• _Task_
Produce an exact transcript of all the records.

• _Records to process_
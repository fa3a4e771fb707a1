//! End-to-end relay tests over loopback WebSockets.

use base64::Engine as _;
use base64::engine::general_purpose::STANDARD;
use camrelay::{CameraConfig, Relay, RelayConfig, WAITING_FOR_FIRST_FRAME};
use futures::{SinkExt, StreamExt};
use image::codecs::jpeg::JpegEncoder;
use serde_json::Value;
use std::net::{Ipv4Addr, SocketAddr};
use std::sync::Arc;
use std::time::Duration;
use tokio::net::{TcpListener, TcpStream};
use tokio::sync::Notify;
use tokio::task::JoinHandle;
use tokio::time::timeout;
use tokio_tungstenite::tungstenite::Message;
use tokio_tungstenite::{MaybeTlsStream, WebSocketStream, accept_async, connect_async};

type Viewer = WebSocketStream<MaybeTlsStream<TcpStream>>;

const WAIT: Duration = Duration::from_secs(10);

fn frame_envelope() -> String {
    let pixels = image::RgbImage::from_fn(16, 12, |x, y| image::Rgb([x as u8 * 16, y as u8 * 20, 90]));
    let mut jpeg = Vec::new();
    JpegEncoder::new_with_quality(&mut jpeg, 90).encode_image(&pixels).unwrap();
    serde_json::json!({ "image": STANDARD.encode(jpeg) }).to_string()
}

/// Upstream camera that accepts one connection, waits for `release`, sends
/// `frames` frames and then either holds the connection or closes it.
async fn fake_camera(frames: usize, release: Arc<Notify>, close_after: bool) -> (u16, JoinHandle<()>) {
    let listener = TcpListener::bind("127.0.0.1:0").await.unwrap();
    let port = listener.local_addr().unwrap().port();

    let task = tokio::spawn(async move {
        let (stream, _) = listener.accept().await.unwrap();
        let mut ws = accept_async(stream).await.unwrap();
        release.notified().await;

        for _ in 0..frames {
            ws.send(Message::text(frame_envelope())).await.unwrap();
        }
        if close_after {
            let _ = ws.close(None).await;
        }
        while let Some(Ok(_)) = ws.next().await {}
    });

    (port, task)
}

fn config(source_port: u16) -> RelayConfig {
    RelayConfig {
        bind_address: Ipv4Addr::LOCALHOST.into(),
        status_port: 0,
        page_port: None,
        cameras: vec![CameraConfig::new("front_view", "Front View", "ws://127.0.0.1", source_port, 0)],
        ..RelayConfig::default()
    }
}

async fn connect(addr: SocketAddr) -> Viewer {
    let (ws, _) = timeout(WAIT, connect_async(format!("ws://{addr}"))).await.unwrap().unwrap();
    ws
}

async fn next_json(ws: &mut Viewer) -> Value {
    loop {
        let message = timeout(WAIT, ws.next()).await.expect("no message in time").unwrap().unwrap();
        if let Message::Text(text) = message {
            return serde_json::from_str(text.as_str()).unwrap();
        }
    }
}

async fn next_image(ws: &mut Viewer) -> Value {
    loop {
        let frame = next_json(ws).await;
        if !frame["image"].is_null() {
            return frame;
        }
    }
}

#[tokio::test]
async fn viewer_gets_placeholder_then_image() {
    let _ = tracing_subscriber::fmt::try_init();
    let release = Arc::new(Notify::new());
    let (port, _camera) = fake_camera(1, release.clone(), false).await;
    let relay = Relay::start(config(port)).await.unwrap();

    let mut viewer = connect(relay.broadcast_addr("front_view").unwrap()).await;

    let first = next_json(&mut viewer).await;
    assert_eq!(first["camera_id"], "front_view");
    assert_eq!(first["camera_name"], "Front View");
    assert!(first["image"].is_null());
    assert_eq!(first["message"], WAITING_FOR_FIRST_FRAME);

    release.notify_one();

    let frame = next_image(&mut viewer).await;
    let jpeg = STANDARD.decode(frame["image"].as_str().unwrap()).unwrap();
    assert_eq!(&jpeg[..2], &[0xFF, 0xD8]);
    assert_eq!(frame["source_connected"], true);
    assert!(frame.get("message").is_none());
    assert!(frame["timestamp"].is_string());

    relay.shutdown().await;
}

#[tokio::test]
async fn status_reports_counts_and_disconnect() {
    let release = Arc::new(Notify::new());
    let (port, _camera) = fake_camera(3, release.clone(), true).await;
    let relay = Relay::start(config(port)).await.unwrap();
    let mut status = connect(relay.status_addr()).await;

    release.notify_one();

    let snapshot = loop {
        let snapshot = next_json(&mut status).await;
        let camera = &snapshot["cameras"]["front_view"];
        if camera["frames_received"] == 3 && camera["connected"] == false {
            break snapshot;
        }
    };

    assert!(snapshot["timestamp"].is_string());
    let camera = &snapshot["cameras"]["front_view"];
    assert!(camera["last_frame"].is_string());
    assert_eq!(snapshot["cameras"].as_object().unwrap().len(), 1);

    relay.shutdown().await;
}

#[tokio::test]
async fn dropped_viewer_does_not_affect_the_other() {
    let release = Arc::new(Notify::new());
    let (port, _camera) = fake_camera(1, release.clone(), false).await;
    release.notify_one();
    let relay = Relay::start(config(port)).await.unwrap();
    let addr = relay.broadcast_addr("front_view").unwrap();

    let mut staying = connect(addr).await;
    let mut leaving = connect(addr).await;
    next_json(&mut staying).await;
    next_json(&mut leaving).await;

    drop(leaving);

    for _ in 0..10 {
        let frame = next_json(&mut staying).await;
        assert_eq!(frame["camera_id"], "front_view");
    }

    relay.shutdown().await;
}

#[tokio::test]
async fn shutdown_closes_viewers() {
    let release = Arc::new(Notify::new());
    let (port, _camera) = fake_camera(0, release, false).await;
    let relay = Relay::start(config(port)).await.unwrap();
    let mut viewer = connect(relay.broadcast_addr("front_view").unwrap()).await;
    next_json(&mut viewer).await;

    relay.shutdown().await;

    let closed = timeout(WAIT, async {
        loop {
            match viewer.next().await {
                Some(Ok(message)) if message.is_close() => break,
                Some(Ok(_)) => continue,
                _ => break,
            }
        }
    })
    .await;
    assert!(closed.is_ok(), "viewer was not closed on shutdown");
}

#[tokio::test]
async fn failing_camera_does_not_affect_streaming_camera() {
    let refused_port = {
        let listener = std::net::TcpListener::bind("127.0.0.1:0").unwrap();
        listener.local_addr().unwrap().port()
    };
    let release = Arc::new(Notify::new());
    let (streaming_port, _camera) = fake_camera(3, release.clone(), false).await;

    let mut config = config(streaming_port);
    config.cameras.insert(0, CameraConfig::new("rear_view", "Rear View", "ws://127.0.0.1", refused_port, 0));
    let relay = Relay::start(config).await.unwrap();

    let mut status = connect(relay.status_addr()).await;
    let mut broken = connect(relay.broadcast_addr("rear_view").unwrap()).await;
    let mut viewer = connect(relay.broadcast_addr("front_view").unwrap()).await;
    release.notify_one();

    let frame = next_image(&mut viewer).await;
    assert_eq!(frame["camera_id"], "front_view");
    assert_eq!(frame["source_connected"], true);

    let placeholder = next_json(&mut broken).await;
    assert_eq!(placeholder["camera_id"], "rear_view");
    assert!(placeholder["image"].is_null());
    assert_eq!(placeholder["source_connected"], false);

    let snapshot = loop {
        let snapshot = next_json(&mut status).await;
        if snapshot["cameras"]["front_view"]["frames_received"] == 3 {
            break snapshot;
        }
    };
    let front = &snapshot["cameras"]["front_view"];
    assert_eq!(front["connected"], true);
    assert_eq!(front["state"], "streaming");

    let rear = &snapshot["cameras"]["rear_view"];
    assert_eq!(rear["connected"], false);
    assert_eq!(rear["frames_received"], 0);
    assert!(rear["last_frame"].is_null());
    assert_ne!(rear["state"], "streaming");

    relay.shutdown().await;
}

• _Written response_
repository fa3a4e771fb707a1
//! End-to-end relay tests over loopback WebSockets.

use base64::Engine as _;
use base64::engine::general_purpose::STANDARD;
use camrelay::{CameraConfig, Relay, RelayConfig, WAITING_FOR_FIRST_FRAME};
use futures::{SinkExt, StreamExt};
use image::codecs::jpeg::JpegEncoder;
use serde_json::Value;
use std::net::{Ipv4Addr, SocketAddr};
use std::sync::Arc;
use std::time::Duration;
use tokio::net::{TcpListener, TcpStream};
use tokio::sync::Notify;
use tokio::task::JoinHandle;
use tokio::time::timeout;
use tokio_tungstenite::tungstenite::Message;
use tokio_tungstenite::{MaybeTlsStream, WebSocketStream, accept_async, connect_async};

type Viewer = WebSocketStream<MaybeTlsStream<TcpStream>>;

const WAIT: Duration = Duration::from_secs(10);

fn frame_envelope() -> String {
    let pixels = image::RgbImage::from_fn(16, 12, |x, y| image::Rgb([x as u8 * 16, y as u8 * 20, 90]));
    let mut jpeg = Vec::new();
    JpegEncoder::new_with_quality(&mut jpeg, 90).encode_image(&pixels).unwrap();
    serde_json::json!({ "image": STANDARD.encode(jpeg) }).to_string()
}

/// Upstream camera that accepts one connection, waits for `release`, sends
/// `frames` frames and then either holds the connection or closes it.
async fn fake_camera(frames: usize, release: Arc<Notify>, close_after: bool) -> (u16, JoinHandle<()>) {
    let listener = TcpListener::bind("127.0.0.1:0").await.unwrap();
    let port = listener.local_addr().unwrap().port();

    let task = tokio::spawn(async move {
        let (stream, _) = listener.accept().await.unwrap();
        let mut ws = accept_async(stream).await.unwrap();
        release.notified().await;

        for _ in 0..frames {
            ws.send(Message::text(frame_envelope())).await.unwrap();
        }
        if close_after {
            let _ = ws.close(None).await;
        }
        while let Some(Ok(_)) = ws.next().await {}
    });

    (port, task)
}

fn config(source_port: u16) -> RelayConfig {
    RelayConfig {
        bind_address: Ipv4Addr::LOCALHOST.into(),
        status_port: 0,
        page_port: None,
        cameras: vec![CameraConfig::new("front_view", "Front View", "ws://127.0.0.1", source_port, 0)],
        ..RelayConfig::default()
    }
}

async fn connect(addr: SocketAddr) -> Viewer {
    let (ws, _) = timeout(WAIT, connect_async(format!("ws://{addr}"))).await.unwrap().unwrap();
    ws
}

async fn next_json(ws: &mut Viewer) -> Value {
    loop {
        let message = timeout(WAIT, ws.next()).await.expect("no message in time").unwrap().unwrap();
        if let Message::Text(text) = message {
            return serde_json::from_str(text.as_str()).unwrap();
        }
    }
}

async fn next_image(ws: &mut Viewer) -> Value {
    loop {
        let frame = next_json(ws).await;
        if !frame["image"].is_null() {
            return frame;
        }
    }
}

#[tokio::test]
async fn viewer_gets_placeholder_then_image() {
    let _ = tracing_subscriber::fmt::try_init();
    let release = Arc::new(Notify::new());
    let (port, _camera) = fake_camera(1, release.clone(), false).await;
    let relay = Relay::start(config(port)).await.unwrap();

    let mut viewer = connect(relay.broadcast_addr("front_view").unwrap()).await;

    let first = next_json(&mut viewer).await;
    assert_eq!(first["camera_id"], "front_view");
    assert_eq!(first["camera_name"], "Front View");
    assert!(first["image"].is_null());
    assert_eq!(first["message"], WAITING_FOR_FIRST_FRAME);

    release.notify_one();

    let frame = next_image(&mut viewer).await;
    let jpeg = STANDARD.decode(frame["image"].as_str().unwrap()).unwrap();
    assert_eq!(&jpeg[..2], &[0xFF, 0xD8]);
    assert_eq!(frame["source_connected"], true);
    assert!(frame.get("message").is_none());
    assert!(frame["timestamp"].is_string());

    relay.shutdown().await;
}

#[tokio::test]
async fn status_reports_counts_and_disconnect() {
    let release = Arc::new(Notify::new());
    let (port, _camera) = fake_camera(3, release.clone(), true).await;
    let relay = Relay::start(config(port)).await.unwrap();
    let mut status = connect(relay.status_addr()).await;

    release.notify_one();

    let snapshot = loop {
        let snapshot = next_json(&mut status).await;
        let camera = &snapshot["cameras"]["front_view"];
        if camera["frames_received"] == 3 && camera["connected"] == false {
            break snapshot;
        }
    };

    assert!(snapshot["timestamp"].is_string());
    let camera = &snapshot["cameras"]["front_view"];
    assert!(camera["last_frame"].is_string());
    assert_eq!(snapshot["cameras"].as_object().unwrap().len(), 1);

    relay.shutdown().await;
}

#[tokio::test]
async fn dropped_viewer_does_not_affect_the_other() {
    let release = Arc::new(Notify::new());
    let (port, _camera) = fake_camera(1, release.clone(), false).await;
    release.notify_one();
    let relay = Relay::start(config(port)).await.unwrap();
    let addr = relay.broadcast_addr("front_view").unwrap();

    let mut staying = connect(addr).await;
    let mut leaving = connect(addr).await;
    next_json(&mut staying).await;
    next_json(&mut leaving).await;

    drop(leaving);

    for _ in 0..10 {
        let frame = next_json(&mut staying).await;
        assert_eq!(frame["camera_id"], "front_view");
    }

    relay.shutdown().await;
}

#[tokio::test]
async fn shutdown_closes_viewers() {
    let release = Arc::new(Notify::new());
    let (port, _camera) = fake_camera(0, release, false).await;
    let relay = Relay::start(config(port)).await.unwrap();
    let mut viewer = connect(relay.broadcast_addr("front_view").unwrap()).await;
    next_json(&mut viewer).await;

    relay.shutdown().await;

    let closed = timeout(WAIT, async {
        loop {
            match viewer.next().await {
                Some(Ok(message)) if message.is_close() => break,
                Some(Ok(_)) => continue,
                _ => break,
            }
        }
    })
    .await;
    assert!(closed.is_ok(), "viewer was not closed on shutdown");
}

#[tokio::test]
async fn failing_camera_does_not_affect_streaming_camera() {
    let refused_port = {
        let listener = std::net::TcpListener::bind("127.0.0.1:0").unwrap();
        listener.local_addr().unwrap().port()
    };
    let release = Arc::new(Notify::new());
    let (streaming_port, _camera) = fake_camera(3, release.clone(), false).await;

    let mut config = config(streaming_port);
    config.cameras.insert(0, CameraConfig::new("rear_view", "Rear View", "ws://127.0.0.1", refused_port, 0));
    let relay = Relay::start(config).await.unwrap();

    let mut status = connect(relay.status_addr()).await;
    let mut broken = connect(relay.broadcast_addr("rear_view").unwrap()).await;
    let mut viewer = connect(relay.broadcast_addr("front_view").unwrap()).await;
    release.notify_one();

    let frame = next_image(&mut viewer).await;
    assert_eq!(frame["camera_id"], "front_view");
    assert_eq!(frame["source_connected"], true);

    let placeholder = next_json(&mut broken).await;
    assert_eq!(placeholder["camera_id"], "rear_view");
    assert!(placeholder["image"].is_null());
    assert_eq!(placeholder["source_connected"], false);

    let snapshot = loop {
        let snapshot = next_json(&mut status).await;
        if snapshot["cameras"]["front_view"]["frames_received"] == 3 {
            break snapshot;
        }
    };
    let front = &snapshot["cameras"]["front_view"];
    assert_eq!(front["connected"], true);
    assert_eq!(front["state"], "streaming");

    let rear = &snapshot["cameras"]["rear_view"];
    assert_eq!(rear["connected"], false);
    assert_eq!(rear["frames_received"], 0);
    assert!(rear["last_frame"].is_null());
    assert_ne!(rear["state"], "streaming");

    relay.shutdown().await;
}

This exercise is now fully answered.